Monday, 16 January 2017

60 Years of The Cavern Club

The most famous club in the world, Liverpool's Cavern Club opened it's doors for the first time 60 years ago today.

The original club (now sadly demolished) opened in a basement of a fruit sellers warehouse on Mathew Street, a backstreet in Liverpool on the 16th January 1957. The club was originally a jazz club, inspired by the cellar nightclubs of Paris.

Later that same year, a local Skiffle and Rock and Roll band, The Quarrymen, were booked to play the club. On the 7th August, 1957 The Quarrymen - John Lennon's original band - played the Cavern for the first time. The band argued about their set list prior to the performance. Skiffle was tolerated at the jazz club, but Rock and Roll was a no-no. After the first song, Lennon called to his bandmates to start the Elvis Presley song, Don't Be Cruel. Banjo player, Rod Davis warned Lennon not to play it, but he started the song, forcing the others to join in. Halfway through the song a note was passed to the stage; 'Cut out the bloody rock and roll!'

Paul McCartney's Cavern Club debut was on the 24th January 1958, and George Harrison a bit later - on the 9th February 1961. Ringo Starr first played the Cavern as drummer for Rory Storm and The Hurricanes. When the club was sold in 1959 to Ray McFall, it was reopened as a beat and rock and roll club. The first beat night was 25th May, 1960, with Rory Storm and The Hurricanes on the bill.

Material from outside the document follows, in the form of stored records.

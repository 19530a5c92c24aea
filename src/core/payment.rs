//! Payment processing
//!
//! A payment moves through these stages:
//!
//! ```text
//! Received -> Validated -> Reserved -> Debited -> Logged(completed)
//!     \            \            \
//!      ValidationFailed   DuplicateOrRaced   InsufficientFunds
//! ```
//!
//! Card, CVV and amount are validated before any lock is taken. The
//! idempotency key is then reserved, and the debit and the ledger append run
//! as one unit under the account's lock: either both commit or neither does.

use super::balance_store::BalanceStore;
use super::card_validator::{last_four, validate_card_number, validate_cvv};
use super::idempotency::{Fingerprint, IdempotencyGuard, IdempotencyKey, OperationKind, Reservation};
use super::ledger::TransactionLedger;
use super::retry::retry_transient;
use super::traits::Clock;
use crate::config::LedgerConfig;
use crate::types::{
    Account, AccountId, Amount, FundingSource, LedgerError, OrderId, PaymentReceipt,
    PaymentRequest, PaymentStatus, PaymentTransaction,
};
use std::fmt;
use std::sync::Arc;
use uuid::Uuid;

/// Where a payment is in its lifecycle, for tracing
#[derive(Debug, Clone, Copy, PartialEq, Eq)]
pub enum PaymentStage {
    Received,
    Validated,
    Reserved,
    Debited,
    Logged,
    ValidationFailed,
    DuplicateOrRaced,
    InsufficientFunds,
}

impl PaymentStage {
    /// The failure exit a rejected payment ends in
    fn of_failure(error: &LedgerError) -> Self {
        match error {
            LedgerError::InvalidCardNumber { .. }
            | LedgerError::InvalidCvv { .. }
            | LedgerError::PrecisionError { .. }
            | LedgerError::InvalidAmount { .. }
            | LedgerError::EmptyOrderId => PaymentStage::ValidationFailed,
            LedgerError::InsufficientFunds { .. } => PaymentStage::InsufficientFunds,
            _ => PaymentStage::DuplicateOrRaced,
        }
    }
}

impl fmt::Display for PaymentStage {
    fn fmt(&self, f: &mut fmt::Formatter<'_>) -> fmt::Result {
        fmt::Debug::fmt(self, f)
    }
}

/// A request that passed validation
///
/// The full card number is dropped here; only its last four digits go on.
#[derive(Debug, Clone, Hash)]
struct ValidatedPayment {
    order_id: OrderId,
    account_id: AccountId,
    amount: Amount,
    source: FundingSource,
    card_last_four: String,
}

impl ValidatedPayment {
    fn matches(&self, existing: &PaymentTransaction) -> bool {
        existing.account_id == self.account_id
            && existing.amount == self.amount
            && existing.source == self.source
            && existing.card_last_four == self.card_last_four
    }
}

/// Executes payments against the balance store and the ledger
#[derive(Debug)]
pub struct PaymentProcessor {
    balances: Arc<BalanceStore>,
    ledger: Arc<TransactionLedger>,
    clock: Arc<dyn Clock>,
    guard: IdempotencyGuard<PaymentReceipt>,
    config: LedgerConfig,
}

impl PaymentProcessor {
    pub fn new(
        balances: Arc<BalanceStore>,
        ledger: Arc<TransactionLedger>,
        clock: Arc<dyn Clock>,
        config: LedgerConfig,
    ) -> Self {
        Self {
            guard: IdempotencyGuard::new(&config, Arc::clone(&clock)),
            balances,
            ledger,
            clock,
            config,
        }
    }

    /// Charge a payment for an order
    ///
    /// # Returns
    ///
    /// A receipt with the completed transaction and the account's balances as
    /// committed. A retry of an already completed payment returns the
    /// original transaction id.
    ///
    /// # Errors
    ///
    /// - `InvalidCardNumber`, `InvalidCvv`, `PrecisionError`, `InvalidAmount`,
    ///   `EmptyOrderId` on malformed input; nothing is reserved or mutated
    /// - `InsufficientFunds` if the chosen balance cannot cover the amount
    /// - `DuplicateOrder` if the order was already paid with other parameters
    /// - `AccountNotFound`, `AccountUnavailable` for unknown or inactive accounts
    /// - `RequestInFlight`, `LockTimeout` if contention outlasts the retries
    pub fn create_payment(&self, request: PaymentRequest) -> Result<PaymentReceipt, LedgerError> {
        let span = tracing::info_span!(
            "create_payment",
            order_id = %request.order_id,
            account_id = request.account_id
        );
        let _entered = span.enter();
        tracing::debug!(stage = %PaymentStage::Received);

        let payment = validate(&request).inspect_err(|error| {
            tracing::warn!(stage = %PaymentStage::of_failure(error), %error, "payment rejected");
        })?;
        tracing::debug!(stage = %PaymentStage::Validated);

        let key = match request.idempotency_key.as_deref() {
            Some(key) => IdempotencyKey::explicit(OperationKind::Payment, key),
            None => IdempotencyKey::derive(OperationKind::Payment, &payment.order_id),
        };
        let fingerprint = Fingerprint::of(&payment);

        retry_transient(&self.config, "payment", || self.attempt(&key, fingerprint, &payment))
    }

    /// Drop expired payment idempotency entries
    pub fn purge_expired(&self) -> usize {
        self.guard.purge_expired()
    }

    fn attempt(
        &self,
        key: &IdempotencyKey,
        fingerprint: Fingerprint,
        payment: &ValidatedPayment,
    ) -> Result<PaymentReceipt, LedgerError> {
        match self
            .guard
            .reserve_or_wait(key, fingerprint, self.config.in_flight_wait)
        {
            Reservation::Granted(token) => {
                tracing::debug!(stage = %PaymentStage::Reserved, %key);
                let outcome = self.execute(payment);
                match &outcome {
                    Err(error) if error.is_transient() => self.guard.release(token),
                    _ => self.guard.complete(token, outcome.clone()),
                }
                outcome
            }
            Reservation::AlreadyCompleted(outcome) => {
                tracing::debug!(%key, "replaying payment outcome");
                outcome
            }
            Reservation::Conflict(receipt) => {
                let error = LedgerError::duplicate_order(&payment.order_id, receipt.transaction_id);
                tracing::warn!(stage = %PaymentStage::DuplicateOrRaced, %error, "payment rejected");
                Err(error)
            }
            Reservation::AlreadyInFlight => Err(LedgerError::request_in_flight(key.as_str())),
        }
    }

    /// Debit and log a reserved payment
    fn execute(&self, payment: &ValidatedPayment) -> Result<PaymentReceipt, LedgerError> {
        if let Some(existing) = self.ledger.payment_for_order(&payment.order_id) {
            return self.resolve_duplicate(payment, existing);
        }

        let record = PaymentTransaction {
            transaction_id: Uuid::new_v4(),
            order_id: payment.order_id.clone(),
            account_id: payment.account_id,
            amount: payment.amount,
            card_last_four: payment.card_last_four.clone(),
            source: payment.source,
            status: PaymentStatus::Completed,
            created_at: self.clock.now(),
        };

        let committed = self.balances.debit_and_then(
            payment.account_id,
            payment.source,
            payment.amount,
            |_| {
                tracing::debug!(stage = %PaymentStage::Debited);
                self.ledger.append_payment(record)
            },
        );

        match committed {
            Ok((account, stored)) => {
                tracing::info!(
                    stage = %PaymentStage::Logged,
                    transaction_id = %stored.transaction_id,
                    amount = %stored.amount,
                    source = %stored.source,
                    "payment completed"
                );
                Ok(receipt(&stored, &account))
            }
            // Lost a race for the order to a request with another key
            Err(LedgerError::DuplicateOrder { .. }) => {
                match self.ledger.payment_for_order(&payment.order_id) {
                    Some(existing) => self.resolve_duplicate(payment, existing),
                    None => Err(LedgerError::integrity_violation(format!(
                        "order {} reported as paid but has no payment",
                        payment.order_id
                    ))),
                }
            }
            Err(error) => {
                tracing::warn!(stage = %PaymentStage::of_failure(&error), %error, "payment rejected");
                Err(error)
            }
        }
    }

    /// Replay an identical earlier payment, reject anything else
    fn resolve_duplicate(
        &self,
        payment: &ValidatedPayment,
        existing: PaymentTransaction,
    ) -> Result<PaymentReceipt, LedgerError> {
        if !payment.matches(&existing) {
            let error = LedgerError::duplicate_order(&payment.order_id, existing.transaction_id);
            tracing::warn!(stage = %PaymentStage::DuplicateOrRaced, %error, "payment rejected");
            return Err(error);
        }

        let account = self
            .balances
            .get(existing.account_id)
            .ok_or_else(|| LedgerError::account_not_found(existing.account_id))?;
        tracing::debug!(transaction_id = %existing.transaction_id, "replaying recorded payment");
        Ok(receipt(&existing, &account))
    }
}

fn validate(request: &PaymentRequest) -> Result<ValidatedPayment, LedgerError> {
    let card_number =
        validate_card_number(&request.card_number).map_err(LedgerError::invalid_card_number)?;
    validate_cvv(&request.cvv).map_err(LedgerError::invalid_cvv)?;
    let amount = Amount::new(request.amount)?;
    if request.order_id.trim().is_empty() {
        return Err(LedgerError::EmptyOrderId);
    }

    Ok(ValidatedPayment {
        order_id: request.order_id.clone(),
        account_id: request.account_id,
        amount,
        source: request.source,
        card_last_four: last_four(&card_number),
    })
}

fn receipt(payment: &PaymentTransaction, account: &Account) -> PaymentReceipt {
    PaymentReceipt {
        transaction_id: payment.transaction_id,
        order_id: payment.order_id.clone(),
        account_id: payment.account_id,
        amount: payment.amount.value(),
        source: payment.source,
        status: payment.status,
        wallet_balance: account.wallet_balance,
        card_balance: account.card_balance,
    }
}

The Beatles played the Cavern Club a total of 292 time - so the legend goes, and the club's name has become synonymous with Beatles and the start of Beatlemania. It was also at the Cavern Club that Brian Epstein first saw the band and decided he would become their manager.

Following the break up of the Beatles, nostalgia for the club waned and it was sadly closed in 1973 and the original club was filled in to make way for a new Mersey Rail line (which never happened).

But the story wasn't over for the Cavern. Liverpool FC player Tommy Smith took over the club in 1984 and it was rebuilt, using many of the original bricks. The club survived in its new guise until 1989 when financial reasons forced it to close again. It was taken over by present owners Bill Heckle and Dave Jones in 1991 and reopened.

In 1999 Paul McCartney returned to the Cavern to play his last gig of the 20th century in the place where it all began (well, nearly, just to the right of it a bit).

Today, to mark the anniversary a new statue of Cilla Black - who worked as a cloakroom girl at the club in the sixties before going on to be the only female singer managed by Beatles manager, Brian Epstein - was unveiled on Mathew Street, situated where the original Cavern Club entrance was. Artist, Tony Booth, who created many posters for the original Cavern Club and for Brian Epstein's artists, created the pictured poster to celebrate 60 years of the Cavern. Sadly, Tony Booth passed away last week, just days before the anniversary. His son Lee remarked how he began and ended his career with posters for the Cavern Club.